Все связи и сбалансированные пропорции нарушились. Так, например, задание пятилетки по выплавке чугуна на ее последний, 1932 г., составляло 10 млн т, но оно было повышенно до 17 млн т. Однако из-за воцарившегося в промышленности хаоса даже первоначальная цифра далеко не была достигнута. Несмотря на огромное напряжение сил, несмотря на то, что этот показатель был поставлен в центр внимания (на первой странице «Правды» ежедневно в специальной рамке публиковалась суточная выплавка металла за прошедшие сутки), в 1932 г. было выплавлено даже не 10, а только 6,2 млн т и лишь в 1940 г. выплавка достигла 15 млн т [4, 5].
Часто заводы (например, ключевой Сталинградский тракторный), если и пускались «для рапорта» в срок, то вслед за этим останавливались для достройки, дооборудования, приведения в порядок и долго длившегося освоения.
Конечно, это все же позволило, раньше или позже, начать создание современных машин, транспорта, авиации, разносторонней оборонной техники, но отнюдь не в том темпе, как предписывало «волевое» решение. Кроме того, за все это приходилось платить исчезновением товаров для населения. Нормальные магазины закрывались, открывались (тоже платные) «закрытые распределители» для некоторых категорий населения. Острая потребность в валюте для оплаты закупаемого за границей оборудования новых заводов заставила открыть сеть магазинов «Торгсина» — формально для торговли с иностранцами, которых в стране было очень много, но фактически для всех, кто имел и мог приносить в них драгоценности вплоть до обручальных колец, старых зубных коронок, серебряных ложек и окладов икон.
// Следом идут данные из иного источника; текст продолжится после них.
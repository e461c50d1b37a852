use std::collections::HashMap;
use std::fs;
use std::io::{self, Write};
use std::path::{Path, PathBuf};

use tempfile::NamedTempFile;

use crate::io::lock::{self, LockError, StoreLock};

/// Error type for store I/O
#[derive(Debug, thiserror::Error)]
pub enum StoreError {
    #[error("could not read {path}: {source}")]
    ReadError { path: PathBuf, source: io::Error },
    #[error("could not write {path}: {source}")]
    WriteError { path: PathBuf, source: io::Error },
    #[error("could not encode snapshot: {0}")]
    EncodeError(#[from] serde_json::Error),
    #[error(transparent)]
    Lock(#[from] LockError),
}

/// String key-value persistence used for task snapshots.
pub trait KeyValueStore {
    /// The value stored under `key`, or `None` if nothing was ever stored.
    fn get(&self, key: &str) -> Result<Option<String>, StoreError>;
    /// Replace the value stored under `key`.
    fn set(&mut self, key: &str, value: &str) -> Result<(), StoreError>;
    /// Keep other processes from writing until the returned guard drops.
    /// Stores private to one process have nothing to lock.
    fn lock(&self) -> Result<Option<StoreLock>, StoreError> {
        Ok(None)
    }
}

impl<S: KeyValueStore + ?Sized> KeyValueStore for Box<S> {
    fn get(&self, key: &str) -> Result<Option<String>, StoreError> {
        (**self).get(key)
    }

    fn set(&mut self, key: &str, value: &str) -> Result<(), StoreError> {
        (**self).set(key, value)
    }

    fn lock(&self) -> Result<Option<StoreLock>, StoreError> {
        (**self).lock()
    }
}

// ---------------------------------------------------------------------------
// File store
// ---------------------------------------------------------------------------

/// One `<key>.json` file per key inside a data directory.
#[derive(Debug, Clone)]
pub struct FileStore {
    dir: PathBuf,
}

impl FileStore {
    pub fn new(dir: impl Into<PathBuf>) -> Self {
        FileStore { dir: dir.into() }
    }

    pub fn dir(&self) -> &Path {
        &self.dir
    }

    pub fn path_for(&self, key: &str) -> PathBuf {
        self.dir.join(format!("{}.json", key))
    }

    fn ensure_dir(&self) -> Result<(), StoreError> {
        fs::create_dir_all(&self.dir).map_err(|e| StoreError::WriteError {
            path: self.dir.clone(),
            source: e,
        })
    }
}

impl KeyValueStore for FileStore {
    fn get(&self, key: &str) -> Result<Option<String>, StoreError> {
        let path = self.path_for(key);
        match fs::read_to_string(&path) {
            Ok(content) => Ok(Some(content)),
            Err(e) if e.kind() == io::ErrorKind::NotFound => Ok(None),
            Err(e) => Err(StoreError::ReadError { path, source: e }),
        }
    }

    fn set(&mut self, key: &str, value: &str) -> Result<(), StoreError> {
        let path = self.path_for(key);
        self.ensure_dir()?;
        atomic_write(&path, value.as_bytes())
            .map_err(|e| StoreError::WriteError { path, source: e })
    }

    fn lock(&self) -> Result<Option<StoreLock>, StoreError> {
        self.ensure_dir()?;
        Ok(Some(StoreLock::acquire(&self.dir, lock::DEFAULT_WAIT)?))
    }
}

/// Write `content` to `path` atomically using a temp file + rename.
pub fn atomic_write(path: &Path, content: &[u8]) -> io::Result<()> {
    let dir = path.parent().unwrap_or(Path::new("."));
    let mut tmp = NamedTempFile::new_in(dir)?;
    tmp.write_all(content)?;
    tmp.flush()?;
    tmp.persist(path).map_err(|e| e.error)?;
    Ok(())
}

// ---------------------------------------------------------------------------
// Memory store
// ---------------------------------------------------------------------------

/// In-process store for tests and embedding.
#[derive(Debug, Clone, Default)]
pub struct MemoryStore {
    entries: HashMap<String, String>,
}

impl MemoryStore {
    pub fn new() -> Self {
        Self::default()
    }
}

impl KeyValueStore for MemoryStore {
    fn get(&self, key: &str) -> Result<Option<String>, StoreError> {
        Ok(self.entries.get(key).cloned())
    }

    fn set(&mut self, key: &str, value: &str) -> Result<(), StoreError> {
        self.entries.insert(key.to_string(), value.to_string());
        Ok(())
    }
}

#[cfg(test)]
mod tests {
    use super::*;
    use tempfile::TempDir;

    #[test]
    fn file_store_missing_key_is_none() {
        let tmp = TempDir::new().unwrap();
        let store = FileStore::new(tmp.path());
        assert!(store.get("todos").unwrap().is_none());
    }

    #[test]
    fn file_store_set_then_get() {
        let tmp = TempDir::new().unwrap();
        let mut store = FileStore::new(tmp.path().join("nested"));
        store.set("todos", "[]").unwrap();
        assert_eq!(store.get("todos").unwrap().as_deref(), Some("[]"));
        assert!(store.path_for("todos").ends_with("nested/todos.json"));

        store.set("todos", "[1]").unwrap();
        assert_eq!(store.get("todos").unwrap().as_deref(), Some("[1]"));
    }

    #[test]
    fn file_store_leaves_no_temp_files() {
        let tmp = TempDir::new().unwrap();
        let mut store = FileStore::new(tmp.path());
        store.set("todos", "[]").unwrap();
        let names: Vec<String> = fs::read_dir(tmp.path())
            .unwrap()
            .map(|e| e.unwrap().file_name().to_string_lossy().into_owned())
            .collect();
        assert_eq!(names, vec!["todos.json".to_string()]);
    }

    #[test]
    fn file_store_unreadable_path_is_error() {
        let tmp = TempDir::new().unwrap();
        // A directory where the file should be
        fs::create_dir_all(tmp.path().join("todos.json")).unwrap();
        let store = FileStore::new(tmp.path());
        assert!(matches!(
            store.get("todos"),
            Err(StoreError::ReadError { .. })
        ));
    }

    #[test]
    fn memory_store_round_trip() {
        let mut store = MemoryStore::new();
        assert!(store.get("k").unwrap().is_none());
        store.set("k", "v").unwrap();
        assert_eq!(store.get("k").unwrap().as_deref(), Some("v"));
        store.set("k", "w").unwrap();
        assert_eq!(store.get("k").unwrap().as_deref(), Some("w"));
    }

    #[cfg(unix)]
    #[test]
    fn file_store_lock_excludes_other_writers() {
        let tmp = TempDir::new().unwrap();
        let store = FileStore::new(tmp.path().join("data"));
        let held = store.lock().unwrap();
        assert!(held.is_some());
        assert!(StoreLock::try_acquire(store.dir()).unwrap().is_none());
        drop(held);
        assert!(StoreLock::try_acquire(store.dir()).unwrap().is_some());
    }

    #[test]
    fn memory_store_needs_no_lock() {
        assert!(MemoryStore::new().lock().unwrap().is_none());
    }

    #[test]
    fn boxed_store_delegates() {
        let mut store: Box<dyn KeyValueStore> = Box::new(MemoryStore::new());
        store.set("k", "v").unwrap();
        assert_eq!(store.get("k").unwrap().as_deref(), Some("v"));
    }
}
В таких магазинах были и продукты, и промтовары, и притом высшего качества, из тех, которые шли на экспорт. Все это дополнительно осложняло обстановку в моральном отношении.
Однажды я услышал (с чувством ужаса за произнесшую ее простую рабочую женщину) частушку:
В Торгсине-магазине Сыр и масло, и колбаса, А в советском магазине Сталин вытаращил глаза(портреты Сталина обязательно вывешивались всюду — даже над пустыми полками продовольственного магазина).
Понадобилось свалить на кого-то вину за хаос в промышленности, строительстве и на транспорте. Стали искать «вредителей», в частности среди технической интеллигенции. До революции русские инженеры считались едва ли не лучшими в мире — их ценили наравне с бельгийскими. Существовали и более детальные оценки: лучшие конструкторы — бельгийцы, русские, французы; лучшие технологи — немцы; лучшие путейцы, вне сомнения, — выпускники Петербургского института путей сообщения. Не случайно именно они строили великий сибирский путь и вообще всю обширную российскую сеть железных дорог. Не случайно после гибели русского военного флота под Цусимой за какие-нибудь десять лет— к первой мировой войне — был создан новый, весьма современный флот. Выдающиеся инженеры многое сделали для возрождения индустрии после гражданской войны. Достаточно назвать автора проекта Днепрогэса И. Г. Александрова, строителя ВолховГЭС Г. О. Графтио, В. Г. Шухова, Е. О. Патона, кораблестроителя А. Н. Крылова — они лично не пострадали, но сколько замечательных людей попало в разряд «вредителей» и было уничтожено.